Oyunun öyküsü de hayli ortalama ve diyaloglarda komik olsun diye konulmuş lakin komik olmayan tonlarca cinsel espri var. Bir mühletten sonra nitekim çok bayıyor. Yani neden bir fabrikanın her tarafında penis grafitisi olsun, neden herkes bel altı konuşsun, neden her kısımda duvarlarda cinsel çağrışım yapacak motifler kullanılsın. Bu bir Larry oyunu olsa anlarım lakin bağlamla son derece alakasız. Hele bir de şu var, oyunda bizi konuşmalarıyla yönlendiren bir yancımız var. İsmi Regina. Vajina demek yerine Regina demişler lakin bu yapay zeka kesimi Cherry’nin tam da kasıklarına yerleştirilmiş, konuştukça oradan ışıklar çıkıyor falan. Komik olması mı gerekiyordu, bilemedim ki. Hele oyunun bir de yarım yamalak sonlanması var ki… Bir sonraki oyuna yol yapıyorlar diyeceğim lakin öyküyü daha yeterli toplamalarını beklerdim.

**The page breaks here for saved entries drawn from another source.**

use rand::Rng;
use rand_chacha::ChaCha8Rng;

use crate::{
    np_core::{ LinkAssignment, StateMatrix },
    topology::Topology,
    Edge,
};

use super::{
    expander::ExpandedRoute,
    registry::LightpathRegistry,
    strategy::{ RwaStrategy, WavelengthPolicy },
};

/// Keys drawn during one assignment attempt.
///
/// Dropping the transaction without [`KeyTransaction::commit`] leaves keys
/// consumed, so every failure path calls [`KeyTransaction::rollback`].
#[derive(Debug)]
pub struct KeyTransaction {
    draw: usize,
    consumed: Vec<Edge>,
}

impl KeyTransaction {
    pub fn new(draw: usize) -> Self {
        Self { draw, consumed: vec![] }
    }

    pub fn try_consume(&mut self, topology: &mut Topology, edge: Edge) -> Option<LinkAssignment> {
        if topology.consume_keys(&edge, self.draw) {
            self.consumed.push(edge);
            Some(LinkAssignment::KeyPoolFallback(self.draw))
        } else {
            None
        }
    }

    /// Puts back every key drawn so far; the transaction can be reused.
    pub fn rollback(&mut self, topology: &mut Topology) {
        for edge in self.consumed.drain(..) {
            topology.restore_keys(&edge, self.draw);
        }
    }

    pub fn commit(self) -> usize {
        self.consumed.len()
    }
}

/// Runs the wavelength policy of `strategy` on an expanded route.
///
/// `None` means the call is blocked; key pools are then exactly as before.
pub fn assign(
    strategy: &RwaStrategy,
    topology: &mut Topology,
    registry: &LightpathRegistry,
    route: &ExpandedRoute,
    key_draw: usize,
    rng: &mut ChaCha8Rng,
) -> Option<Vec<LinkAssignment>> {
    if route.nodes.len() < 2 {
        return None;
    }

    match strategy.wavelength {
        WavelengthPolicy::FirstFit if strategy.per_link => first_fit_per_link(topology, &route.nodes, key_draw),
        WavelengthPolicy::FirstFit => first_fit(topology, &route.nodes, key_draw),
        WavelengthPolicy::RandomFit => random_fit(topology, &route.nodes, rng),
        WavelengthPolicy::VertexColoring => vertex_coloring(topology, registry, &route.nodes),
    }
}

/// One wavelength for the whole route, lowest index first.
///
/// A link where the candidate is busy may draw `key_draw` keys instead.
/// If a link has neither, the keys drawn for this candidate are returned
/// before the next wavelength is tried.
pub fn first_fit(topology: &mut Topology, route: &[usize], key_draw: usize) -> Option<Vec<LinkAssignment>> {
    let hops = route.len().checked_sub(1).filter(|&h| h > 0)?;
    let mut tx = KeyTransaction::new(key_draw);

    'candidate: for w in 0..topology.channels() {
        let mut assignments = Vec::with_capacity(hops);

        for link in route.windows(2) {
            let (i, j) = (link[0], link[1]);
            if topology.is_channel_free(i, j, w) {
                assignments.push(LinkAssignment::RealChannel(w));
                continue;
            }
            match tx.try_consume(topology, Edge::new(i, j)) {
                Some(fallback) => assignments.push(fallback),
                None => {
                    tx.rollback(topology);
                    continue 'candidate;
                }
            }
        }

        tx.commit();
        return Some(assignments);
    }

    None
}

/// Each link independently takes its lowest free wavelength, or keys.
///
/// The first link with neither aborts the whole attempt.
pub fn first_fit_per_link(topology: &mut Topology, route: &[usize], key_draw: usize) -> Option<Vec<LinkAssignment>> {
    if route.len() < 2 {
        return None;
    }
    let mut tx = KeyTransaction::new(key_draw);
    let mut assignments = Vec::with_capacity(route.len() - 1);

    for link in route.windows(2) {
        let (i, j) = (link[0], link[1]);
        if let Some(w) = topology.state_matrix(i, j).first_free() {
            assignments.push(LinkAssignment::RealChannel(w));
            continue;
        }
        match tx.try_consume(topology, Edge::new(i, j)) {
            Some(fallback) => assignments.push(fallback),
            None => {
                tx.rollback(topology);
                return None;
            }
        }
    }

    tx.commit();
    Some(assignments)
}

/// Occupancy union over every link of the route.
fn route_state_matrix(topology: &Topology, route: &[usize]) -> StateMatrix {
    let mut target_state_matrix = StateMatrix::new(topology.channels());
    for link in route.windows(2) {
        target_state_matrix |= topology.state_matrix(link[0], link[1]);
    }
    target_state_matrix
}

/// A uniformly random wavelength among those free on every link.
pub fn random_fit(topology: &Topology, route: &[usize], rng: &mut ChaCha8Rng) -> Option<Vec<LinkAssignment>> {
    if route.len() < 2 {
        return None;
    }
    let free = route_state_matrix(topology, route).free_channels();
    if free.is_empty() {
        return None;
    }
    let w = free[rng.gen_range(0..free.len())];

    Some(vec![LinkAssignment::RealChannel(w); route.len() - 1])
}

/// Greedy coloring of the conflict graph.
///
/// Every live lightpath sharing a link with the route is a neighbour; the
/// route takes the lowest color none of its neighbours uses anywhere.
pub fn vertex_coloring(
    topology: &Topology,
    registry: &LightpathRegistry,
    route: &[usize],
) -> Option<Vec<LinkAssignment>> {
    if route.len() < 2 {
        return None;
    }
    let edges = Edge::from_node_route(route);

    let mut used_colors = StateMatrix::new(topology.channels());
    for neighbour in registry.conflicting(&edges) {
        for w in neighbour.assignments.iter().filter_map(|a| a.channel()) {
            used_colors[w] = true;
        }
    }
    let w = used_colors.first_free()?;

    Some(vec![LinkAssignment::RealChannel(w); edges.len()])
}

#[cfg(test)]
mod tests {
    use rand::SeedableRng;

    use super::*;
    use crate::{ controller::registry::Lightpath, topology::tests::line_topology };

    const ROUTE: [usize; 4] = [0, 1, 2, 3];

    #[test]
    fn first_fit_on_empty_network() {
        let mut topology = line_topology(4, 0);
        let result = first_fit(&mut topology, &ROUTE, 10).unwrap();
        assert_eq!(result, vec![LinkAssignment::RealChannel(0); 3]);
    }

    #[test]
    fn first_fit_skips_busy_wavelength_without_keys() {
        let mut topology = line_topology(2, 0);
        topology.lock_channel(1, 2, 0, 10);
        let result = first_fit(&mut topology, &ROUTE, 10).unwrap();
        assert_eq!(result, vec![LinkAssignment::RealChannel(1); 3]);
    }

    #[test]
    fn first_fit_prefers_fallback_on_lower_wavelength() {
        let mut topology = line_topology(2, 10);
        topology.lock_channel(1, 2, 0, 10);
        let result = first_fit(&mut topology, &ROUTE, 10).unwrap();
        assert_eq!(
            result,
            vec![
                LinkAssignment::RealChannel(0),
                LinkAssignment::KeyPoolFallback(10),
                LinkAssignment::RealChannel(0),
            ]
        );
        assert_eq!(topology.keys(&Edge::new(1, 2)), 0);
    }

    #[test]
    fn failed_candidate_returns_its_keys() {
        // λ0: (1,2) busy but has keys, (2,3) busy without keys -> rollback
        // λ1: free everywhere
        let mut topology = line_topology(2, 0);
        topology.restore_keys(&Edge::new(1, 2), 10);
        topology.lock_channel(1, 2, 0, 10);
        topology.lock_channel(2, 3, 0, 10);

        let result = first_fit(&mut topology, &ROUTE, 10).unwrap();
        assert_eq!(result, vec![LinkAssignment::RealChannel(1); 3]);
        assert_eq!(topology.keys(&Edge::new(1, 2)), 10);
    }

    #[test]
    fn exhausted_route_leaves_key_pools_untouched() {
        let mut topology = line_topology(1, 0);
        topology.restore_keys(&Edge::new(0, 1), 25);
        topology.lock_channel(0, 1, 0, 10);
        topology.lock_channel(2, 3, 0, 10);
        let before: Vec<usize> = topology.edges().iter().map(|(e, _)| topology.keys(e)).collect();

        assert!(first_fit(&mut topology, &ROUTE, 10).is_none());
        assert!(first_fit_per_link(&mut topology, &ROUTE, 10).is_none());

        let after: Vec<usize> = topology.edges().iter().map(|(e, _)| topology.keys(e)).collect();
        assert_eq!(before, after);
    }

    #[test]
    fn per_link_mode_mixes_wavelengths() {
        let mut topology = line_topology(3, 10);
        topology.lock_channel(0, 1, 0, 10);
        topology.lock_channel(1, 2, 0, 10);
        topology.lock_channel(1, 2, 1, 10);
        topology.lock_channel(2, 3, 0, 10);
        topology.lock_channel(2, 3, 1, 10);
        topology.lock_channel(2, 3, 2, 10);

        let result = first_fit_per_link(&mut topology, &ROUTE, 10).unwrap();
        assert_eq!(
            result,
            vec![
                LinkAssignment::RealChannel(1),
                LinkAssignment::RealChannel(2),
                LinkAssignment::KeyPoolFallback(10),
            ]
        );
        assert_eq!(topology.keys(&Edge::new(2, 3)), 0);
        assert_eq!(topology.keys(&Edge::new(0, 1)), 10);
    }

    #[test]
    fn trivial_route_is_rejected() {
        let mut topology = line_topology(1, 10);
        assert!(first_fit(&mut topology, &[0], 10).is_none());
        assert!(first_fit_per_link(&mut topology, &[], 10).is_none());
    }

    #[test]
    fn random_fit_picks_a_common_free_channel() {
        let mut topology = line_topology(4, 0);
        topology.lock_channel(0, 1, 0, 10);
        topology.lock_channel(2, 3, 2, 10);
        let mut rng = ChaCha8Rng::seed_from_u64(11);
        for _ in 0..50 {
            let result = random_fit(&topology, &ROUTE, &mut rng).unwrap();
            let w = result[0].channel().unwrap();
            assert!(w == 1 || w == 3);
            assert!(result.iter().all(|a| a.channel() == Some(w)));
        }
        topology.lock_channel(1, 2, 1, 10);
        topology.lock_channel(1, 2, 3, 10);
        assert!(random_fit(&topology, &ROUTE, &mut rng).is_none());
    }

    #[test]
    fn vertex_coloring_avoids_neighbour_colors() {
        let topology = line_topology(3, 0);
        let mut registry = LightpathRegistry::new();
        registry
            .add(Lightpath {
                id: 0,
                route: vec![2, 3],
                assignments: vec![LinkAssignment::RealChannel(0)],
                holding_time: 10,
                contains_virtual: false,
                mapped_virtual_route: vec![],
                lower_layer_virtual: None,
            })
            .unwrap();

        let result = vertex_coloring(&topology, &registry, &ROUTE).unwrap();
        assert_eq!(result, vec![LinkAssignment::RealChannel(1); 3]);
        // 共有リンクがなければ色は自由
        let result = vertex_coloring(&topology, &registry, &[0, 1]).unwrap();
        assert_eq!(result, vec![LinkAssignment::RealChannel(0)]);
    }
}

Bu kadar atıp tuttum ancak ben oyunu yeniden de bitirdim. Hem de varsayım edebileceğiniz üzere %100’leyerek. Zira bir metroidvaniayı oynamak bunu gerektirir. 25 saat sürmüş oyunum, bunun yarısını oyunu pek de sevmediğimi düşünerek, dikenlere dokunup öldükçe ‘kendime neden bunu yapıyorum’ diye kızarak geçirdim. Fakat şu da var, saydığım eksilerden kimileri bir yamayla rahatça önüne geçilebilecek şeyler. Bilhassa de remap kusurunun kısa mühlet içinde çözülmesini bekliyorum, “one-shot” tuzaklara da bir ayar çekme ihtimalleri de var. Yalnızca bu ikisi bile oyunun kalitesini bir epey artırır. O yüzden puan manasında çok da acımasız davranmayacağım.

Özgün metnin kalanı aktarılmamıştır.